Suppose a mother whose part of a cause is torn between staying with her daughter and contributing to the cause. There’s a conflict, and in principle the universalist analysis might suggest she should go to the meeting. But Hare wants to suggest that privileging the daughter may well be the right moral decision, despite that it’s not derivative in its moral value from justification at the critical level, as the universalist describes. Hare knows of no way to deny this except by begging the question in favor of the universalist.

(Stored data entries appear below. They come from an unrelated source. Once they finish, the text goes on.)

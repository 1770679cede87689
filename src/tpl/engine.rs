use crate::error::TemplateError;
use crate::tpl::parser::parse_template;
use crate::tpl::render::{Flow, Renderer};
use crate::tpl::render_context::{Frame, IncludeSet};
use crate::value::Value;
use tracing::debug;

/// 一次顶层渲染的结束方式（错误通道为 `Err(TemplateError)`）
#[derive(Debug, Clone, PartialEq)]
pub enum Outcome {
    Html(String),
    Redirect(String),
    Json(Value),
}

impl Outcome {
    pub fn into_html(self) -> Option<String> {
        match self {
            Outcome::Html(html) => Some(html),
            _ => None,
        }
    }
}

/// 渲染模板。编译错误在产生任何输出之前返回；渲染期错误丢弃已有输出
pub(crate) async fn render_template(
    renderer: &Renderer<'_>,
    template: &str,
    data: &mut Value,
    visited: &mut IncludeSet,
) -> Result<Outcome, TemplateError> {
    let blocks = parse_template(template, renderer.hooks())?;

    let mut frame = Frame::new(template, data, visited);
    match renderer
        .render_section(&blocks, template.len(), &mut frame)
        .await?
    {
        Flow::Halt(outcome) => Ok(outcome),
        Flow::Continue => {
            let html = frame.finish();
            debug!(len = html.len(), "template rendered");
            Ok(Outcome::Html(html))
        }
    }
}
// src/numerics/types/point.rs
// Point3 is an alias for Vector3.

use super::vector::Vector3;

/// Point3 is an alias to Vector3 to represent positions in space.
///
/// The distinction only matters to `Matrix4x4::transform_point`, which applies
/// translation, versus `Matrix4x4::transform_vector`, which does not.
pub type Point3<T = f32> = Vector3<T>;
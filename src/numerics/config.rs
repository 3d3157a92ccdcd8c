//! Validation settings for the `checked_*` operations.

use std::collections::HashMap;

use crate::numerics::error::{NumericsError, Result};

/// How the `checked_*` operations treat degenerate input.
#[derive(Debug, Clone, Copy, PartialEq, Eq, Default)]
pub enum ValidationMode {
    /// Return the unguarded result, non-finite cells included.
    #[default]
    Lenient,
    /// Reject singular matrices, degenerate projections and non-unit
    /// quaternions with an error.
    Strict,
}

/// Configuration for validated matrix construction and inversion.
#[derive(Debug, Clone, PartialEq)]
pub struct NumericsConfig {
    /// Whether `checked_*` operations reject degenerate input
    pub validation: ValidationMode,
    /// Determinants with magnitude at or below this count as singular
    pub singular_epsilon: f64,
    /// Allowed deviation of a quaternion's length from 1
    pub unit_tolerance: f64,
}

impl Default for NumericsConfig {
    fn default() -> Self {
        Self {
            validation: ValidationMode::Lenient,
            singular_epsilon: 1e-6,
            unit_tolerance: 1e-4,
        }
    }
}

impl NumericsConfig {
    /// Unguarded behavior; identical to the plain operations.
    pub fn lenient() -> Self {
        Self::default()
    }

    pub fn strict() -> Self {
        Self {
            validation: ValidationMode::Strict,
            ..Self::default()
        }
    }

    pub fn is_strict(&self) -> bool {
        self.validation == ValidationMode::Strict
    }

    /// Build a configuration from a `key=value,key=value` string.
    ///
    /// Recognised keys are `validation` (`strict` or `lenient`),
    /// `singular_epsilon` and `unit_tolerance`. An empty string yields the
    /// defaults.
    pub fn from_parameters(parameters: &str) -> Result<Self> {
        let mut config = Self::default();

        if parameters.trim().is_empty() {
            return Ok(config);
        }

        for (key, value) in parse_parameters(parameters) {
            tracing::trace!(%key, %value, "numerics config parameter");
            match key.as_str() {
                "validation" => {
                    config.validation = match value.to_ascii_lowercase().as_str() {
                        "strict" => ValidationMode::Strict,
                        "lenient" => ValidationMode::Lenient,
                        other => {
                            return Err(NumericsError::InvalidParameter(format!(
                                "validation must be 'strict' or 'lenient', got '{}'",
                                other
                            )))
                        }
                    };
                }
                "singular_epsilon" => {
                    config.singular_epsilon = parse_tolerance(&key, &value)?;
                }
                "unit_tolerance" => {
                    config.unit_tolerance = parse_tolerance(&key, &value)?;
                }
                _ => {
                    return Err(NumericsError::InvalidParameter(format!(
                        "unknown parameter '{}'",
                        key
                    )));
                }
            }
        }

        Ok(config)
    }
}

fn parse_tolerance(key: &str, value: &str) -> Result<f64> {
    let parsed = value
        .parse::<f64>()
        .map_err(|_| NumericsError::InvalidParameter(format!("Invalid {}: {}", key, value)))?;
    if !parsed.is_finite() || parsed < 0.0 {
        return Err(NumericsError::InvalidParameter(format!(
            "{} must be a finite, non-negative number, got {}",
            key, value
        )));
    }
    Ok(parsed)
}

/// Split `key=value` pairs separated by commas.
///
/// Keys and values are trimmed. Entries without `=` or with an empty key are
/// skipped; a repeated key keeps its last value.
pub fn parse_parameters(parameters: &str) -> HashMap<String, String> {
    parameters
        .split(',')
        .filter_map(|pair| {
            let (key, value) = pair.split_once('=')?;
            let key = key.trim();
            if key.is_empty() {
                return None;
            }
            Some((key.to_string(), value.trim().to_string()))
        })
        .collect()
}
//! # Numerics - Transform Matrices for GPU-facing 3D Code
//!
//! A column-major 4x4 matrix with the vector and quaternion types it works
//! with. Matrices are plain `Copy` values: every operation returns a new one,
//! and the memory layout is the flat column-major order graphics APIs expect.
//!
//! ## Core Features
//!
//! - **Construction**: identity, perspective and orthographic projection,
//!   rotation from a quaternion, translation, scale, combined TRS
//! - **Algebra**: negation, scalar/matrix/vector products, transpose,
//!   determinant, adjugate inverse, normal matrix
//! - **Interchange**: flat column-major export, clear/fill/flip buffer writes,
//!   `bytemuck` casts for uniform uploads
//! - **Strict mode**: opt-in validated variants that report singular matrices
//!   and degenerate projections instead of producing Inf/NaN
//!
//! ## Quick Start
//!
//! ```rust
//! use numerics::{FloatBuffer, Matrix4x4, Quaternion, Vector3, Vector4};
//!
//! # fn main() -> Result<(), Box<dyn std::error::Error>> {
//! let model: Matrix4x4 = Matrix4x4::for_translation_rotation_scale(
//!     Vector3::new(5.0, 6.0, 7.0),
//!     Quaternion::identity(),
//!     Vector3::new(2.0, 2.0, 2.0),
//! );
//!
//! // Scale first, then translate
//! let p = model * Vector4::new(1.0, 0.0, 0.0, 1.0);
//! assert_eq!(p, Vector4::new(7.0, 6.0, 7.0, 1.0));
//!
//! // Upload-ready storage
//! let mut buffer: FloatBuffer = FloatBuffer::for_matrix();
//! model.write_into(&mut buffer)?;
//! assert_eq!(buffer.as_slice(), &model.to_cols_array()[..]);
//!
//! // Out-of-range accessors are the one validated precondition
//! assert!(model.row(4).is_err());
//! # Ok(())
//! # }
//! ```

pub mod numerics;

// Re-export commonly used types for convenience
pub use numerics::{
    FloatBuffer, FloatingPoint, Matrix4x4, MatrixSink, NumericsConfig, NumericsError, Point3,
    Quaternion, ValidationMode, Vector3, Vector4,
};

/// Version information for the numerics crate
pub const VERSION: &str = env!("CARGO_PKG_VERSION");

Nonetheless Hare now makes three points against “extreme particularism” that denies we have obligations toward everyone. Noddings is an extreme particularist. Caring is only possible for an agent within a comparatively small group of people, so she rejects the notion of universal caring. Even if this is true, though, Hare says it doesn’t allow us to violate the rights of people who are outside the caring relationship. Not just negative duties, but positive duties apply; but Noddings denies universal caring. So for Hare’s three points: First, the institution of morality we are familiar with does include fully universalizable obligations. We use ought language in this way. Second, consequences of the disappearance of fully universalizable morality would be serious. Many feel like responding to needs of strangers is the human thing to do. Partiality is justified, but has limits. Unconstrained it can lead to a reduction of the number of people who can be adequately protected by partiality. Third, special relations, like those of friendship and family, are liable to certain kinds of internal corruption from the lack of the sense of justice. Dividing up morality into ‘care’ for the private and ‘justice’ for the public sphere damages both spheres. Relations within families or between friends need regulation by justice of an impartial kind. Take a mother who cares for her children and family so much she neglects herself. Or a mother who neglects to teach her child not to expect privileged treatment.

Hare thinks particular moral obligations don’t lessen moral obligations overall. Hare doesn’t think particular and universal requirements tend to conflict very much in any significant way. Particular moral obligations don’t do away with perfect duties, just adds new ones. Part of the difficulty nowadays, exacerbating the perceived tension between the universal and particular, is that the world has shrunk and we’re more aware of needs around the world, without intermediate social arrangements between family and large-scale bureaucracies of government or national church. But we can still belong to communities that make organized outreach to the needy more possible and workable. The Bible would seem to counsel to do so.